In this week’s episode of Attorney Talk, Ken Thayer interviews Renee Duff, who is an attorney with more than twenty-five years experience managing intellectual property assets for businesses, law firms, and in-house perspectives. Renee is a graduate of Providence College and is also a graduate of St. Thomas School of Law. She has her own private practice, Renee Duff PC, and caters her needs to entrepreneurs and small businesses that have intellectual property assets as the main focus of their business. In her work for Lachenback and Siegel, she focuses on US trademark prosecuting and title security interest issues in US custom matters.

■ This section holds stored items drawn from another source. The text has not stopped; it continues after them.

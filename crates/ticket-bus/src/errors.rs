//! # Bus Errors

use thiserror::Error;

#[derive(Debug, Error)]
pub enum BusError {
    /// The ticket could not be encoded for the wire.
    #[error("failed to encode notification: {0}")]
    Encode(#[from] serde_json::Error),

    /// The bus is not accepting messages.
    #[error("bus unavailable: {0}")]
    Unavailable(String),

    /// The backend did not answer in time.
    #[error("publish timed out after {millis}ms")]
    Timeout { millis: u64 },

    /// Backend connection or command failure.
    #[error("bus backend error: {0}")]
    Backend(String),
}
//! # Runtime Wiring
//!
//! Configuration from an environment map through adapter construction to a
//! routable gateway, as the binary does at startup.

use std::collections::HashMap;

use axum::body::Body;
use axum::http::{Request, StatusCode};
use ingestion_runtime::container::{BusBackend, StorageBackend};
use ingestion_runtime::{build_service, AdapterError, ConfigError, IngestionConfig};
use tower::ServiceExt;

fn config_from(vars: &[(&str, &str)]) -> Result<IngestionConfig, ConfigError> {
    let env: HashMap<String, String> = vars
        .iter()
        .map(|(k, v)| (k.to_string(), v.to_string()))
        .collect();
    IngestionConfig::from_lookup(|name| env.get(name).cloned())
}

#[tokio::test]
async fn test_memory_backends_serve_requests() {
    let config = config_from(&[
        ("PORT", "0"),
        ("DATABASE_URL", "memory://"),
        ("REDIS_URL", "memory://"),
        ("RATE_LIMIT_PER_MINUTE", "600"),
        ("CIRCUIT_BREAKER_THRESHOLD", "3"),
    ])
    .unwrap();
    assert_eq!(config.storage, StorageBackend::Memory);
    assert!(matches!(config.bus, BusBackend::Memory));

    let service = build_service(config).await.unwrap();
    assert_eq!(service.config().rate_limit.requests_per_minute, 600);
    assert_eq!(service.config().circuit_breaker.failure_threshold, 3);

    let response = service
        .router()
        .oneshot(Request::builder().uri("/health").body(Body::empty()).unwrap())
        .await
        .unwrap();
    assert_eq!(response.status(), StatusCode::OK);
}

#[tokio::test]
async fn test_invalid_environment_is_reported() {
    let err = config_from(&[("CIRCUIT_BREAKER_THRESHOLD", "lots")]).unwrap_err();
    assert!(err.to_string().contains("CIRCUIT_BREAKER_THRESHOLD"));

    let err = config_from(&[("DATABASE_URL", "postgres://db/tickets")]).unwrap_err();
    assert!(matches!(err, ConfigError::UnsupportedUrl { .. }));

    assert!(config_from(&[("MAX_BODY_BYTES", "0")]).is_err());
}

#[tokio::test]
async fn test_rocksdb_backend_follows_feature() {
    let dir = tempfile::tempdir().unwrap();
    let url = format!("rocksdb://{}", dir.path().join("tickets").display());
    let config = config_from(&[("DATABASE_URL", url.as_str())]).unwrap();
    assert_eq!(config.storage.kind(), "rocksdb");

    // Feature unification decides whether the backend is compiled in
    match build_service(config).await {
        Err(AdapterError::FeatureDisabled { feature, .. }) => assert_eq!(feature, "rocksdb"),
        Err(other) => panic!("unexpected error: {}", other),
        Ok(service) => {
            let response = service
                .router()
                .oneshot(Request::builder().uri("/health").body(Body::empty()).unwrap())
                .await
                .unwrap();
            assert_eq!(response.status(), StatusCode::OK);
        }
    }
}
//! # Helpdesk Ingestion Service
//!
//! Receives Freshdesk and Zendesk webhooks, stores each ticket once and
//! announces new tickets on `tickets:new`.
//!
//! Configuration comes from the environment; see
//! [`ingestion_runtime::container::config`].

use anyhow::{Context, Result};
use ingestion_runtime::{build_service, shutdown_signal, IngestionConfig};
use ingestion_telemetry::{init_telemetry, TelemetryConfig};
use tracing::info;

#[tokio::main]
async fn main() -> Result<()> {
    // Before telemetry, so .env can set the log level
    let _ = dotenvy::dotenv();

    let _telemetry = init_telemetry(TelemetryConfig::from_env())
        .await
        .context("failed to initialize telemetry")?;

    info!("===========================================");
    info!("  Helpdesk Ingestion Service v{}", env!("CARGO_PKG_VERSION"));
    info!("===========================================");

    let config = IngestionConfig::from_env().context("invalid configuration")?;
    info!(
        port = config.gateway.http.port,
        storage = config.storage.kind(),
        bus = config.bus.kind(),
        "Configuration loaded"
    );

    let service = build_service(config)
        .await
        .context("failed to build ingestion service")?;

    let listener = service.bind().await.context("failed to bind HTTP listener")?;
    service
        .serve(listener, shutdown_signal())
        .await
        .context("HTTP server failed")?;

    info!("Ingestion service exited cleanly");
    Ok(())
}
//! # Ticket Storage
//!
//! Persistence for canonical tickets behind the [`TicketStore`] port.
//!
//! ## Adapters
//!
//! | Adapter | URL | Notes |
//! |---------|-----|-------|
//! | [`InMemoryTicketStore`] | `memory://` | development and tests |
//! | `RocksDbTicketStore` | `rocksdb://<path>` | feature `rocksdb`, fsync on write |
//!
//! Every adapter enforces uniqueness of `(external_source, external_id)`.

pub mod adapters;
pub mod errors;
pub mod ports;

pub use adapters::memory::InMemoryTicketStore;
#[cfg(feature = "rocksdb")]
pub use adapters::rocksdb::{RocksDbConfig, RocksDbTicketStore};
pub use errors::StoreError;
pub use ports::TicketStore;
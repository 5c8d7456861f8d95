//! Project facade: create or load a project, add data, rebuild maps.
//!
//! [`AtlasProject`] orchestrates the full add-data flow: modality and lock
//! checks, metadata validation, shard planning, the concurrent upload
//! coordinator, and the remote rebuild trigger.

use std::sync::Arc;
use std::time::Duration;
use tracing::{info, warn};

use crate::client::{invalid_body, AtlasClient, CreateProjectRequest};
use crate::error::{AtlasError, Result};
use crate::models::{Dataset, Modality, ProjectMeta, Record, UploadReport};
use crate::progress::ProgressMode;
use crate::shard::plan_shards;
use crate::upload::{
    upload_shards, UploadBatch, UploadEndpoint, DEFAULT_SHARD_SIZE, DEFAULT_WORKERS,
};
use crate::validate::validate_and_correct_metadata;

/// Uploads are split into chunks of at most this many datums so very large
/// batches do not pin one giant worker queue in memory.
pub const MAX_MEMORY_CHUNK: usize = 150_000;

/// How often the lock is polled by [`AtlasProject::wait_until_accepting_data`].
const LOCK_POLL_INTERVAL: Duration = Duration::from_secs(5);

/// Options for creating (or loading) a project by name.
#[derive(Debug, Clone)]
pub struct ProjectOptions {
    pub description: String,
    pub unique_id_field: String,
    pub modality: Modality,
    pub organization_name: Option<String>,
    pub is_public: bool,
    /// Delete and re-create the project if one with this name exists.
    pub reset_if_exists: bool,
    /// Allow loading an existing project of the same name to add data to
    /// it. When false, an existing project is an error.
    pub add_datums_if_exists: bool,
}

impl Default for ProjectOptions {
    fn default() -> Self {
        Self {
            description: "A description for your map.".to_string(),
            unique_id_field: crate::models::DEFAULT_ID_FIELD.to_string(),
            modality: Modality::Text,
            organization_name: None,
            is_public: true,
            reset_if_exists: false,
            add_datums_if_exists: true,
        }
    }
}

/// Options for one add-data call.
#[derive(Debug, Clone)]
pub struct UploadOptions {
    /// Datums per shard; capped at the server-friendly maximum of 5000.
    pub shard_size: usize,
    /// Concurrent shard uploads.
    pub workers: usize,
    /// Replace empty string values with the literal string `"null"` on
    /// text projects; when false, empty values fail validation.
    pub replace_empty_strings: bool,
    pub progress: ProgressMode,
}

impl Default for UploadOptions {
    fn default() -> Self {
        Self {
            shard_size: DEFAULT_SHARD_SIZE,
            workers: DEFAULT_WORKERS,
            replace_empty_strings: true,
            progress: ProgressMode::default_for_tty(),
        }
    }
}

/// A remote Atlas project plus its cached state.
pub struct AtlasProject {
    client: AtlasClient,
    meta: ProjectMeta,
}

impl std::fmt::Debug for AtlasProject {
    fn fmt(&self, f: &mut std::fmt::Formatter<'_>) -> std::fmt::Result {
        f.debug_struct("AtlasProject")
            .field("meta", &self.meta)
            .finish_non_exhaustive()
    }
}

impl AtlasProject {
    /// Load an existing project by id.
    pub async fn load(client: AtlasClient, project_id: &str) -> Result<Self> {
        let meta = client.project_by_id(project_id).await?;
        Ok(Self { client, meta })
    }

    /// Create a project by name, or load the existing one.
    ///
    /// With `reset_if_exists`, an existing project of the same name is
    /// deleted first. With `add_datums_if_exists` off, an existing project
    /// is an error rather than a load.
    pub async fn create_or_load(
        client: AtlasClient,
        name: &str,
        options: &ProjectOptions,
    ) -> Result<Self> {
        let organization = client
            .resolve_organization(options.organization_name.as_deref())
            .await?;

        let mut project_id = client
            .find_project_by_name(name, &organization.nickname)
            .await?;

        if let Some(id) = &project_id {
            if options.reset_if_exists {
                info!(
                    "found existing project `{}` in organization `{}`, clearing it of data by request",
                    name, organization.nickname
                );
                client.delete_project(id).await?;
                project_id = None;
            } else if !options.add_datums_if_exists {
                return Err(AtlasError::Api {
                    status: 409,
                    message: format!(
                        "project `{}` already exists in organization `{}`; \
                         set add_datums_if_exists to add data or reset_if_exists to start over",
                        name, organization.nickname
                    ),
                });
            } else {
                info!(
                    "loading existing project `{}` from organization `{}`",
                    name, organization.nickname
                );
            }
        }

        let project_id = match project_id {
            Some(id) => id,
            None => {
                client
                    .create_project(&CreateProjectRequest {
                        organization_id: organization.organization_id.clone(),
                        project_name: name.to_string(),
                        description: options.description.clone(),
                        unique_id_field: options.unique_id_field.clone(),
                        modality: options.modality,
                        is_public: options.is_public,
                    })
                    .await?
            }
        };

        Self::load(client, &project_id).await
    }

    /// The cached project state. Call [`refresh`](Self::refresh) first when
    /// staleness matters.
    pub fn meta(&self) -> &ProjectMeta {
        &self.meta
    }

    pub fn id(&self) -> &str {
        &self.meta.id
    }

    pub fn name(&self) -> &str {
        &self.meta.project_name
    }

    pub fn modality(&self) -> Modality {
        self.meta.modality
    }

    pub fn total_datums(&self) -> u64 {
        self.meta.total_datums_in_project
    }

    /// Web link to a projection of this project.
    pub fn map_url(&self, projection_id: &str) -> String {
        format!(
            "{}/map/{}/{}",
            self.client.web_base(),
            self.meta.id,
            projection_id
        )
    }

    pub(crate) fn client(&self) -> &AtlasClient {
        &self.client
    }

    /// Re-fetch the project state. Call sparingly; use when it matters.
    pub async fn refresh(&mut self) -> Result<&ProjectMeta> {
        self.meta = self.client.project_by_id(&self.meta.id).await?;
        Ok(&self.meta)
    }

    /// Whether the server-side mutation lock is currently held (an index
    /// build is running). Refreshes the project state.
    pub async fn is_locked(&mut self) -> Result<bool> {
        self.refresh().await?;
        Ok(self.meta.insert_update_delete_lock)
    }

    /// Whether the project can ingest data right now.
    pub async fn is_accepting_data(&mut self) -> Result<bool> {
        Ok(!self.is_locked().await?)
    }

    /// Block until the project can ingest data, polling the lock.
    pub async fn wait_until_accepting_data(&mut self) -> Result<()> {
        loop {
            if self.is_accepting_data().await? {
                info!("project is ready to accept data");
                return Ok(());
            }
            tokio::time::sleep(LOCK_POLL_INTERVAL).await;
        }
    }

    /// Add records to a text project.
    ///
    /// Returns `Ok(true)` when the batch was ingested (including partial
    /// permanent failures, which are logged), `Ok(false)` when the upload
    /// aborted on the organization datum quota. Validation problems, a held
    /// project lock, and service overload raise instead.
    pub async fn add_text(
        &mut self,
        records: Vec<Record>,
        options: &UploadOptions,
    ) -> Result<bool> {
        if self.meta.modality != Modality::Text {
            return Err(AtlasError::WrongModality {
                attempted: "text".to_string(),
                actual: self.meta.modality.to_string(),
            });
        }
        info!("uploading text to Atlas");
        let report = self.add_batch(Dataset::text(records), options).await?;
        if report.failed > 0 {
            warn!("text upload partially succeeded");
        } else if report.completed {
            info!("text upload succeeded");
        }
        Ok(report.completed)
    }

    /// Add embeddings, paired one-to-one with metadata records, to an
    /// embedding project. Same return convention as [`add_text`](Self::add_text).
    pub async fn add_embeddings(
        &mut self,
        embeddings: Vec<Vec<f32>>,
        records: Vec<Record>,
        options: &UploadOptions,
    ) -> Result<bool> {
        if self.meta.modality != Modality::Embedding {
            return Err(AtlasError::WrongModality {
                attempted: "embedding".to_string(),
                actual: self.meta.modality.to_string(),
            });
        }
        let dataset = Dataset::with_embeddings(records, embeddings)?;
        info!("uploading embeddings to Atlas");
        let report = self.add_batch(dataset, options).await?;
        if report.failed > 0 {
            warn!("embedding upload partially succeeded");
        } else if report.completed {
            info!("embedding upload succeeded");
        }
        Ok(report.completed)
    }

    /// Validate, plan, and upload one dataset through the coordinator.
    async fn add_batch(
        &mut self,
        dataset: Dataset,
        options: &UploadOptions,
    ) -> Result<UploadReport> {
        let meta = self.refresh().await?.clone();
        if meta.insert_update_delete_lock {
            return Err(AtlasError::LockHeld);
        }

        let Dataset {
            mut records,
            embeddings,
        } = dataset;
        validate_and_correct_metadata(
            &mut records,
            &meta.unique_id_field,
            meta.modality,
            options.replace_empty_strings,
        )?;

        let plan = plan_shards(records.len(), options.shard_size);
        let endpoint = if meta.has_indices() {
            UploadEndpoint::Progressive
        } else {
            UploadEndpoint::Initial
        };

        let batch = Arc::new(UploadBatch {
            project_id: meta.id.clone(),
            records,
            embeddings,
        });
        let reporter = options.progress.reporter();

        upload_shards(
            self.client.transport(),
            batch,
            &plan,
            endpoint,
            meta.modality,
            options.workers,
            reporter.as_ref(),
        )
        .await
    }

    /// Add data and then rebuild all maps. Large inputs are uploaded in
    /// memory chunks of [`MAX_MEMORY_CHUNK`] datums.
    ///
    /// Pass embeddings for embedding projects and `None` for text
    /// projects. Returns `Ok(false)` without rebuilding when any chunk
    /// aborted on the organization quota.
    pub async fn update_maps(
        &mut self,
        records: Vec<Record>,
        embeddings: Option<Vec<Vec<f32>>>,
        options: &UploadOptions,
    ) -> Result<bool> {
        match (self.meta.modality, &embeddings) {
            (Modality::Embedding, None) => {
                return Err(AtlasError::WrongModality {
                    attempted: "text".to_string(),
                    actual: self.meta.modality.to_string(),
                })
            }
            (Modality::Text, Some(_)) => {
                return Err(AtlasError::WrongModality {
                    attempted: "embedding".to_string(),
                    actual: self.meta.modality.to_string(),
                })
            }
            _ => {}
        }
        if let Some(embeddings) = &embeddings {
            if embeddings.len() != records.len() {
                return Err(AtlasError::LengthMismatch {
                    records: records.len(),
                    embeddings: embeddings.len(),
                });
            }
        }

        info!("uploading data to Atlas");
        let mut records = records;
        let mut embeddings = embeddings;
        while !records.is_empty() {
            let take = records.len().min(MAX_MEMORY_CHUNK);
            let record_chunk: Vec<Record> = records.drain(..take).collect();
            let ok = match &mut embeddings {
                Some(embeddings) => {
                    let embedding_chunk: Vec<Vec<f32>> = embeddings.drain(..take).collect();
                    self.add_embeddings(embedding_chunk, record_chunk, options)
                        .await?
                }
                None => self.add_text(record_chunk, options).await?,
            };
            if !ok {
                warn!("upload aborted before completion; skipping map rebuild");
                return Ok(false);
            }
        }
        info!("upload succeeded");

        self.rebuild_maps().await?;
        Ok(true)
    }

    /// Rebuild all maps in the project against its latest data. Additions,
    /// updates, and deletions are not reflected in maps until this runs.
    pub async fn rebuild_maps(&self) -> Result<()> {
        info!("updating maps in project `{}`", self.meta.project_name);
        let body = serde_json::json!({ "project_id": self.meta.id });
        let response = self
            .client
            .transport()
            .post_json("/v1/project/update_indices", &body)
            .await?;
        if !response.is_success() {
            return Err(AtlasError::Api {
                status: response.status,
                message: format!("failed to trigger map rebuild: {}", response.detail()),
            });
        }
        Ok(())
    }

    /// Retrieve the contents of datums by id.
    pub async fn get_data(&self, ids: &[String]) -> Result<Vec<Record>> {
        let body = serde_json::json!({
            "project_id": self.meta.id,
            "datum_ids": ids,
        });
        let response = self
            .client
            .transport()
            .post_json("/v1/project/data/get", &body)
            .await?;
        if !response.is_success() {
            return Err(AtlasError::Api {
                status: response.status,
                message: response.detail(),
            });
        }
        let json = response.json().ok_or_else(|| invalid_body(&response))?;
        let datums: Vec<Record> = json
            .get("datums")
            .and_then(|d| d.as_array())
            .ok_or_else(|| invalid_body(&response))?
            .iter()
            .filter_map(|item| item.as_object().cloned())
            .collect();
        Ok(datums)
    }

    /// Delete datums from the project by id.
    pub async fn delete_data(&self, ids: &[String]) -> Result<()> {
        let body = serde_json::json!({
            "project_id": self.meta.id,
            "datum_ids": ids,
        });
        let response = self
            .client
            .transport()
            .post_json("/v1/project/data/delete", &body)
            .await?;
        if !response.is_success() {
            return Err(AtlasError::Api {
                status: response.status,
                message: response.detail(),
            });
        }
        Ok(())
    }
}
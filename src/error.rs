//! Error taxonomy for the Atlas client.
//!
//! Local validation errors are raised before any network call and are never
//! retried. Transient service errors (HTTP 504) are handled inside the
//! upload coordinator and only escalate to [`AtlasError::ServiceOverloaded`]
//! when the retry volume indicates an overloaded backend. Per-shard
//! permanent failures do not surface here at all: they are aggregated into
//! the [`UploadReport`](crate::models::UploadReport) and logged.

use thiserror::Error;

/// Convenience alias used throughout the crate.
pub type Result<T> = std::result::Result<T, AtlasError>;

/// All errors the Atlas client can raise.
#[derive(Error, Debug)]
pub enum AtlasError {
    /// A record lacks the project's unique id field and the field is not
    /// the default one, so the client will not inject an id.
    #[error("record is missing the required id field `{field}`")]
    MissingRequiredField { field: String },

    /// Atlas does not support id values longer than 36 characters.
    #[error("id value `{value}` is longer than 36 characters")]
    IdTooLong { value: String },

    /// All records in a batch must share an identical key set.
    #[error("all records must have the same keys, but found key sets {expected:?} and {found:?}")]
    SchemaMismatch {
        expected: Vec<String>,
        found: Vec<String>,
    },

    /// A value under an inferred timestamp key does not parse as an
    /// ISO-8601 calendar date.
    #[error("value `{value}` for timestamp key `{key}` cannot be parsed as an ISO-8601 date")]
    InvalidTimestamp { key: String, value: String },

    /// Keys starting with `_` are reserved for Atlas.
    #[error("metadata keys cannot start with `_`: found `{key}`")]
    MetadataKeyReserved { key: String },

    /// Empty string values were rejected by caller request.
    #[error("record has an empty string value for key `{key}`")]
    EmptyValueNotAllowed { key: String },

    /// Record values must be strings, integers, or floats.
    #[error("metadata values must be strings, integers, or floats; key `{key}` holds a {found}")]
    UnsupportedValueType { key: String, found: String },

    /// A single shard serialized past the request size limit. Raised
    /// locally, before anything is sent over the wire.
    #[error(
        "shard covering records {start}..{end} serializes to {bytes} bytes (limit {limit}); \
         decrease the shard size or remove unneeded metadata fields"
    )]
    ShardTooLarge {
        start: usize,
        end: usize,
        bytes: usize,
        limit: usize,
    },

    /// Records and embeddings must be paired one to one.
    #[error("expected records and embeddings of equal length, found {records} and {embeddings}")]
    LengthMismatch { records: usize, embeddings: usize },

    /// Data was added with the wrong modality for the target project.
    #[error("cannot add {attempted} data to a project with modality `{actual}`")]
    WrongModality { attempted: String, actual: String },

    /// The project holds its insert/update/delete lock (an index build is
    /// in progress).
    #[error("project is currently indexing and cannot ingest new datums; try again later")]
    LockHeld,

    /// The transient-error volume crossed the retry-storm threshold.
    #[error("Atlas is under high load and cannot ingest datums at this time; try again later")]
    ServiceOverloaded,

    /// The bearer token was rejected by the API.
    #[error("authorization token is not valid; obtain a new token and retry")]
    AuthInvalid,

    /// Configuration file or environment problem.
    #[error("configuration error: {0}")]
    Config(String),

    /// A non-success response from the Atlas API outside the upload path.
    #[error("Atlas API error (status {status}): {message}")]
    Api { status: u16, message: String },

    /// An upload worker task failed to complete.
    #[error("upload worker failed: {0}")]
    TaskFailed(String),

    #[error("serialization error: {0}")]
    Serialize(#[from] serde_json::Error),

    #[error("http transport error: {0}")]
    Http(#[from] reqwest::Error),
}
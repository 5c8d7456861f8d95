//! Tenant and credential configuration.
//!
//! Credentials are a bearer token plus the tenant it belongs to. They can be
//! loaded from a TOML file (written by an external login flow) or from the
//! `ATLAS_API_TOKEN` / `ATLAS_TENANT` environment variables.

use serde::Deserialize;
use std::path::{Path, PathBuf};

use crate::error::{AtlasError, Result};

/// Environment variable holding the bearer token.
pub const TOKEN_ENV_VAR: &str = "ATLAS_API_TOKEN";
/// Environment variable selecting the tenant (defaults to `production`).
pub const TENANT_ENV_VAR: &str = "ATLAS_TENANT";

/// API credentials for one Atlas tenant.
#[derive(Debug, Deserialize, Clone)]
pub struct Credentials {
    #[serde(default = "default_tenant")]
    pub tenant: String,
    pub token: String,
}

fn default_tenant() -> String {
    "production".to_string()
}

impl Credentials {
    /// Build credentials directly from a token and tenant name.
    pub fn new(token: impl Into<String>, tenant: impl Into<String>) -> Result<Self> {
        let creds = Self {
            tenant: tenant.into(),
            token: token.into(),
        };
        creds.validate()?;
        Ok(creds)
    }

    /// Read credentials from the environment.
    pub fn from_env() -> Result<Self> {
        let token = std::env::var(TOKEN_ENV_VAR).map_err(|_| {
            AtlasError::Config(format!(
                "could not find an authorization token; set {} to authorize this client",
                TOKEN_ENV_VAR
            ))
        })?;
        let tenant = std::env::var(TENANT_ENV_VAR).unwrap_or_else(|_| default_tenant());
        Self::new(token, tenant)
    }

    /// Default credentials file location:
    /// `$XDG_CONFIG_HOME/atlas/credentials.toml` when the variable is set,
    /// otherwise `~/.config/atlas/credentials.toml`.
    pub fn default_path() -> Result<PathBuf> {
        let config_dir = match std::env::var_os("XDG_CONFIG_HOME") {
            Some(dir) if !dir.is_empty() => PathBuf::from(dir),
            _ => {
                let home = std::env::var_os("HOME").ok_or_else(|| {
                    AtlasError::Config(
                        "could not determine a home directory for the credentials file"
                            .to_string(),
                    )
                })?;
                PathBuf::from(home).join(".config")
            }
        };
        Ok(config_dir.join("atlas").join("credentials.toml"))
    }

    /// Load credentials from the default location. Written there by an
    /// external login flow.
    pub fn load_default() -> Result<Self> {
        Self::load(&Self::default_path()?)
    }

    /// Load credentials from a TOML file.
    pub fn load(path: &Path) -> Result<Self> {
        let content = std::fs::read_to_string(path).map_err(|e| {
            AtlasError::Config(format!(
                "failed to read credentials file {}: {}",
                path.display(),
                e
            ))
        })?;
        let creds: Credentials = toml::from_str(&content)
            .map_err(|e| AtlasError::Config(format!("failed to parse credentials file: {}", e)))?;
        creds.validate()?;
        Ok(creds)
    }

    fn validate(&self) -> Result<()> {
        if self.token.is_empty() {
            return Err(AtlasError::Config(
                "authorization token must not be empty".to_string(),
            ));
        }
        match self.tenant.as_str() {
            "production" | "staging" => Ok(()),
            other => Err(AtlasError::Config(format!(
                "invalid tenant `{}`; must be production or staging",
                other
            ))),
        }
    }

    /// Base URL of the Atlas API for this tenant.
    pub fn api_base(&self) -> String {
        match self.tenant.as_str() {
            "staging" => "https://staging-api-atlas.nomic.ai".to_string(),
            _ => "https://api-atlas.nomic.ai".to_string(),
        }
    }

    /// Base URL of the Atlas web frontend (used for map links).
    pub fn web_base(&self) -> String {
        match self.tenant.as_str() {
            "staging" => "https://staging-atlas.nomic.ai".to_string(),
            _ => "https://atlas.nomic.ai".to_string(),
        }
    }
}

#[cfg(test)]
mod tests {
    use super::*;

    #[test]
    fn load_from_toml() {
        let tmp = tempfile::TempDir::new().unwrap();
        let path = tmp.path().join("credentials.toml");
        std::fs::write(&path, "tenant = \"staging\"\ntoken = \"tok-123\"\n").unwrap();

        let creds = Credentials::load(&path).unwrap();
        assert_eq!(creds.tenant, "staging");
        assert_eq!(creds.token, "tok-123");
        assert_eq!(creds.api_base(), "https://staging-api-atlas.nomic.ai");
        assert_eq!(creds.web_base(), "https://staging-atlas.nomic.ai");
    }

    #[test]
    fn tenant_defaults_to_production() {
        let tmp = tempfile::TempDir::new().unwrap();
        let path = tmp.path().join("credentials.toml");
        std::fs::write(&path, "token = \"tok-123\"\n").unwrap();

        let creds = Credentials::load(&path).unwrap();
        assert_eq!(creds.tenant, "production");
        assert_eq!(creds.api_base(), "https://api-atlas.nomic.ai");
    }

    #[test]
    fn load_default_honors_xdg_config_home() {
        let tmp = tempfile::TempDir::new().unwrap();
        std::fs::create_dir_all(tmp.path().join("atlas")).unwrap();
        std::fs::write(
            tmp.path().join("atlas").join("credentials.toml"),
            "token = \"tok-xdg\"\n",
        )
        .unwrap();
        std::env::set_var("XDG_CONFIG_HOME", tmp.path());

        let path = Credentials::default_path().unwrap();
        assert_eq!(path, tmp.path().join("atlas").join("credentials.toml"));
        let creds = Credentials::load_default().unwrap();
        assert_eq!(creds.token, "tok-xdg");

        std::env::remove_var("XDG_CONFIG_HOME");
    }

    #[test]
    fn invalid_tenant_rejected() {
        let err = Credentials::new("tok", "local").unwrap_err();
        assert!(matches!(err, AtlasError::Config(_)));
    }

    #[test]
    fn empty_token_rejected() {
        let err = Credentials::new("", "production").unwrap_err();
        assert!(matches!(err, AtlasError::Config(_)));
    }
}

During the show, Ken and Renee discuss copyright, trademarks, technology, and common client issues.

Main Questions Asked:

  • What does it mean to be an intellectual property attorney?
  • What is the difference between trademarks and copyrights?
  • Do small businesses have trademark and copyright rights to be aware of?
  • What are the advantages of going to an attorney instead of an online law services?
  • How does one get protection from song stealing?
  • Are there time limits on trademark or copyrights?
  • How does digital and technology help in your business?
  • What are the questions or issues perspective clients should have ready to go with potential copyright or trademarks?

Key Lessons Learned:

Intellectual Property

  • Intellectual property covers trademarks, copyrights, patents, and trade secrets.
  • Most businesses have trademarks and copyrights that can be used to layer the protection as each one provides different ways to defend against infringements.


  • Copyright is putting down an expression into a tangible form. E.g. a book, movie, or screenplay.
  • Under the law, copyright is attached to a project as soon as it is created. E.g. a song.
  • The benefit of registering a copyright is that it is a cheap insurance policy to defend the copyright, as you need the registration to get into federal court.
  • Copyright isn’t enforceable in court until you have the certificate.
  • Mailing creative work to yourself doesn’t provide you with copyright. It still needs to be filed with the copyright office in order to receive protection.
  • Copyright lasts for a long time but will eventually expire depending on the type and the rights. It is usually the life of the author.
  • Copyrights can be registered in a number of different ways such as via the authors or a holding company.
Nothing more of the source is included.